Начинает вспоминать, кто из одноклассниц дочери, недоученных по доброй половине школьной программы, поехал учиться дальше. Дочь главбуха, дочь управляющего маральником, сын участкового, племянник председателя… Вроде все, больше некому. И вот ведь несправедливость какая! – с досадой он обращается к себе. – У него все учителя были, даже в английский кружок ходил, закончил школу чуть не отличником. Пожалуйста, вот тебе направление от колхоза, поезжай хоть в область, хоть в край, будешь зоотехником, лишь бы как-нибудь вступительные экзамены сдал, на троечки. Не хочешь зоотехником – ради Бога, иди в агрономы, в бухгалтеры… А может, в учителя? Не надо! Ему и тут хорошо. И так, без образования вашего. Ведь и вправду – хорошо. Ему. Хорошо. Было. У-у-у! – завыть хочется во весь голос. Ну, почему так! Надо все это не ему и не тогда!.. У рыбы сердце есть? – зло спрашивает у самого себя и мучительно начинает вспоминать. Рыбы – позвоночные, у них должна быть кровеносная система, значит, сосуды, значит, что-то должно толкать кровь по ним, стало быть, сердце? Или нет? Отличник хренов!
– Жень! – снова окликает дочь. – У тебя какая ниточка подмотана? Я на красную поймал.
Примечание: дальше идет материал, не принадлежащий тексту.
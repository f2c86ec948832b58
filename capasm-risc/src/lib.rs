//! Capability Offline Assembler - Shared RISC Lowering Passes
//!
//! This crate is the architecture-independent pass library shared by the
//! RISC-shaped backends, plus the temporary-register allocator. Every pass
//! is a pure list-to-list function:
//!
//! - it never mutates the list it receives,
//! - it is idempotent on its own output (re-running a pass on already-legal
//!   IR is a no-op),
//! - any fresh temporaries come from the caller's [`capasm_ir::TmpFactory`],
//!   so ids stay unique across the whole pipeline.
//!
//! Backends decide the pass order; the order is load-bearing and each pass
//! documents what it assumes already ran.

pub mod passes;
pub mod regalloc;

pub use passes::{
    lower_hard_branch_ops64, lower_malformed_addresses, lower_malformed_immediates,
    lower_misplaced_addresses, lower_misplaced_immediates, lower_not, lower_shift_ops,
    lower_simple_branch_ops, lower_test,
};
pub use regalloc::assign_registers_to_temporaries;
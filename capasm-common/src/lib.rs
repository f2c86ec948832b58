//! Capability Offline Assembler - Common Types and Utilities
//!
//! This crate contains the types shared across all components of the
//! offline assembler backend: source locations for diagnostics, the fatal
//! backend error taxonomy, and the recognized configuration options.

pub mod error;
pub mod options;
pub mod source_loc;

pub use error::BackendError;
pub use options::Options;
pub use source_loc::SourceLocation;
//! The pseudo-instruction node
//!
//! Instructions are immutable once built: every legalization pass consumes
//! a list of them and produces a new list, so a failed pipeline can never
//! leave a half-rewritten unit behind.

use crate::opcode::Opcode;
use crate::operand::Operand;
use capasm_common::SourceLocation;
use std::fmt;

/// One pseudo-instruction, with the source location it was parsed from.
#[derive(Debug, Clone, PartialEq)]
pub struct Instruction {
    pub opcode: Opcode,
    pub operands: Vec<Operand>,
    pub origin: SourceLocation,
    pub annotation: Option<String>,
}

impl Instruction {
    pub fn new(opcode: Opcode, operands: Vec<Operand>, origin: SourceLocation) -> Self {
        Self {
            opcode,
            operands,
            origin,
            annotation: None,
        }
    }

    pub fn with_annotation(mut self, annotation: Option<String>) -> Self {
        self.annotation = annotation;
        self
    }

    /// A copy of this instruction with different operands, keeping the
    /// origin and annotation. The usual way passes rewrite a node.
    pub fn replacing_operands(&self, operands: Vec<Operand>) -> Self {
        Self {
            opcode: self.opcode,
            operands,
            origin: self.origin.clone(),
            annotation: self.annotation.clone(),
        }
    }

    /// This instruction under a different opcode.
    pub fn retagged(mut self, opcode: Opcode) -> Self {
        self.opcode = opcode;
        self
    }
}

impl fmt::Display for Instruction {
    fn fmt(&self, f: &mut fmt::Formatter<'_>) -> fmt::Result {
        write!(f, "{}", self.opcode)?;
        for (i, operand) in self.operands.iter().enumerate() {
            if i == 0 {
                write!(f, " {}", operand)?;
            } else {
                write!(f, ", {}", operand)?;
            }
        }
        Ok(())
    }
}

#[cfg(test)]
mod tests {
    use super::*;
    use crate::operand::GprRole;

    #[test]
    fn test_display() {
        let insn = Instruction::new(
            Opcode::Addi,
            vec![
                Operand::Imm(1),
                Operand::Gpr(GprRole::T0),
                Operand::Gpr(GprRole::T1),
            ],
            SourceLocation::dummy(),
        );
        assert_eq!(format!("{}", insn), "addi 1, T0, T1");
    }

    #[test]
    fn test_replacing_operands_keeps_origin() {
        let origin = SourceLocation::new("a.asm", 9);
        let insn = Instruction::new(Opcode::Ret, vec![], origin.clone())
            .with_annotation(Some("tail".to_string()));
        let rewritten = insn.replacing_operands(vec![Operand::Imm(0)]);
        assert_eq!(rewritten.origin, origin);
        assert_eq!(rewritten.annotation.as_deref(), Some("tail"));
        assert_eq!(rewritten.opcode, Opcode::Ret);
    }
}
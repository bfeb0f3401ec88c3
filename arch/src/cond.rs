use serde::{Deserialize, Serialize};
use strum::Display;

/// Condition codes for `j<cc>` after a signed compare.
#[derive(
    Debug, Clone, Copy, PartialEq, Eq, Serialize, Deserialize, Display,
)]
#[strum(serialize_all = "lowercase")]
pub enum Cond {
    E,
    NE,
    L,
    LE,
    G,
    GE,
}

impl Cond {
    /// The condition that holds exactly when `self` does not.
    pub fn inverse(self) -> Self {
        use Cond::*;
        match self {
            E => NE,
            NE => E,
            L => GE,
            LE => G,
            G => LE,
            GE => L,
        }
    }
}
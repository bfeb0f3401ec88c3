pub mod display;
pub mod maps;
Дочь не отвечает, и он видит, что она не рыбачит вовсе, запустила снасть в воду как попало и смотрит мимо. Бывало, облавливала отца – азартная, удачливая… Евгений, конечно, как большинство мужчин, ждал, что первым родится сын, но вышло по-другому, и он нисколько не жалел. В пять лет дочь уже ходила с ним на рыбалку, ездила за дровами, позднее сено ворошить помогала. И все сама – ни звать, ни просить не надо было. В девять первый раз выстрелила, по банке, правда. А вскоре и на охоту стал брать с собой, не на медведя, конечно, или марала, а козла, допустим, подстрелить, еще какую дичь помельче. Очень уж нравилось ей рябчиков манком подзывать. И никаких тебе девчоночьих глупостей – птичку жалко, – промысел, добыча. Смотрит Евгений на нее в эти минуты, – не смотрит, любуется, – и думает: тутошний человек, таежный, не пропадет.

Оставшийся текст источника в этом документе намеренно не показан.